Hacer saltar por los aires el Estado de Derecho es ya el objetivo coordinado de la acción política de gobierno, incluso antes de que se haya conformado, y la potestad jurisdiccional se ha convertido, casi en exclusiva, en el enemigo incómodo que lo impide. De ahí las críticas atroces, y la campaña orquestada desde la izquierda, contra el Tribunal Supremo y los siete magistrados del juicio al ‘procés‘. En ellos recae, sin piedad, la noble misión de recordarnos a todos que la separación de poderes y el imperio de la ley son la única garantía de la democracia frente a las arbitrariedades y los desmanes del Ejecutivo de turno, en el poder.

El Tribunal Supremo contestaba tajante a la insólita petición de la nueva presidenta del Congreso, Meritxell Batet, solicitando un dictamen sobre la suspensión de los presos diputados. 

"La configuración constitucional del Tribunal Supremo hace inviable la elaboración del informe requerido", respondía Marchena, con su elegancia habitual, ante el desafío de la presidenta del Congreso, Mertixell Batet. El magistrado, con el respaldo unánime de sus compañeros, recordaba a la tercera autoridad del Estado -Estado, no Gobierno– que para esos menesteres ya están los servicios jurídicos de la Cámara Baja. El Alto Tribunal no es, ni debe ser, un órgano consultivo al servicio de su señoría ni la Justicia está para hacer política. La Justicia está para ser justa y, en este momento, eso pasa por "salvaguardar los fines de la causa penal en curso", sin distracciones ni condicionantes que puedan poner en duda la imparcialidad del tribunal o la objetividad de su sentencia futura.

Por eso, la Constitución española salvaguarda la independencia del poder judicial frente a los otros dos poderes, legislativo y ejecutivo, que ahora se empeñan en ponerlo de rodillas y en vaciarla de contenido, previo furor reformista del suicidio colectivo. Sólo así se explican las polémicas declaraciones del presidente del Senado, Manuel Cruz, asegurando que una sentencia absolutoria al ‘procés‘ podría ser un primer paso para la reconducción de la compleja situación del separatismo en Cataluña. No se trata sólo de la perversión, implícita, de sugerir a un tribunal de Justicia cómo resolver una causa -de la que, todavía, está conociendo- para que las cosas se adapten a lo que mejor interese; sino, esa idea nefasta que subyace: mover líneas rojas irrenunciables para que quienes incumplen, sistemáticamente, la ley encajen desde fuera de ella. En lugar de exigirles que la respeten y la atiendan.

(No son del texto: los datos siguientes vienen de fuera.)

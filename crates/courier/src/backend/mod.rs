pub mod actions;
pub mod assistant;
pub mod fallback;

pub use actions::{ActionsBackend, ActionsClient, DeployPlan, ResourcePayload, TaskBoard};
pub use assistant::PrimaryAssistant;
pub use fallback::FallbackChat;

use crate::config::CourierConfig;

/// Normalized outcome of an assistant backend call.
///
/// All shape-normalization happens inside the backend clients; nothing above
/// this boundary branches on a raw payload.
#[derive(Debug, Clone, PartialEq, Eq)]
pub enum BackendResult {
    Text(String),
    /// The backend wants an explicit confirm/cancel before acting. Only the
    /// primary assistant can produce this.
    RequiresConfirmation(Vec<String>),
    /// Transport error or non-2xx response, with the underlying error text.
    Failure(String),
}

/// Trait for assistant backends answering free-form prompts.
///
/// Implementors must be thread-safe (`Send + Sync`). Failures are folded into
/// `BackendResult::Failure`; a call is attempted once and never retried.
pub trait AssistantBackend: Send + Sync {
    fn ask(
        &self,
        prompt: &str,
        confirmed: bool,
    ) -> impl std::future::Future<Output = BackendResult> + Send;
}

/// The configuration-time choice of assistant backend.
///
/// Holds exactly one client: when a primary assistant is configured the
/// fallback is never constructed, so a per-request fallback cascade is
/// unrepresentable. Selection happens once at startup, never per request.
pub enum Assistant<P = PrimaryAssistant, F = FallbackChat> {
    Primary(P),
    Fallback(F),
}

impl Assistant {
    pub fn from_config(config: &CourierConfig) -> Self {
        match &config.assistant {
            Some(assistant) => Assistant::Primary(PrimaryAssistant::new(
                &assistant.url,
                assistant.api_key.clone(),
                &assistant.provider,
            )),
            None => Assistant::Fallback(FallbackChat::new(
                &config.fallback.base_url,
                config.fallback.api_key.clone(),
                &config.fallback.model,
            )),
        }
    }
}

impl<P, F> Assistant<P, F> {
    pub fn is_primary(&self) -> bool {
        matches!(self, Assistant::Primary(_))
    }
}

impl<P: AssistantBackend, F: AssistantBackend> AssistantBackend for Assistant<P, F> {
    async fn ask(&self, prompt: &str, confirmed: bool) -> BackendResult {
        match self {
            Assistant::Primary(primary) => primary.ask(prompt, confirmed).await,
            Assistant::Fallback(fallback) => fallback.ask(prompt, confirmed).await,
        }
    }
}

#[cfg(test)]
mod tests {
    use super::*;
    use crate::config::CourierConfig;

    #[test]
    fn selection_prefers_configured_primary() {
        let config = CourierConfig::from_toml(
            r#"
            [assistant]
            url = "http://nova:4000"
            "#,
        )
        .unwrap();
        assert!(Assistant::from_config(&config).is_primary());
    }

    #[test]
    fn selection_falls_back_without_primary() {
        let config = CourierConfig::from_toml("").unwrap();
        assert!(!Assistant::from_config(&config).is_primary());
    }

    #[tokio::test]
    async fn enum_dispatches_exclusively() {
        struct Scripted(BackendResult);
        impl AssistantBackend for Scripted {
            async fn ask(&self, _prompt: &str, _confirmed: bool) -> BackendResult {
                self.0.clone()
            }
        }

        let assistant: Assistant<Scripted, Scripted> =
            Assistant::Primary(Scripted(BackendResult::Failure("down".into())));
        // A failing primary stays a failure — there is no fallback to cascade to.
        assert_eq!(
            assistant.ask("hi", false).await,
            BackendResult::Failure("down".into())
        );
    }
}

Así lo planearon los propios interesados en la "Ley de Transitoriedad a la República Catalana", suspendida por el Tribunal Constitucional -y prueba fehaciente de sus intenciones reales, en el juicio que se celebra contra ellos- donde se reservaba para Cataluña, tras la DUI, una fórmula política macabra: proceso constituyente impuesto, Gobierno parlamentario, democracia de partidos y, lo mollar, poder judicial sometido al poder político.

Siete magistrados, siete –Manuel Marchena, Luciano Varela, Ana Ferrer, Juan Ramón Berdugo, Andrés Martínez Arrieta, Andrés Palomo y Antonio del Moral- soportan la enorme carga en que, en esta sociedad nuestra, se ha convertido cumplir, y hacer cumplir, la ley. Un ejercicio de riesgo que sobrellevan, ajenos a las presiones, con encomiable estoicismo. Un hombre brillante me dijo una vez que "frente a las críticas, como ante las alabanzas, la misma respuesta, indiferencia".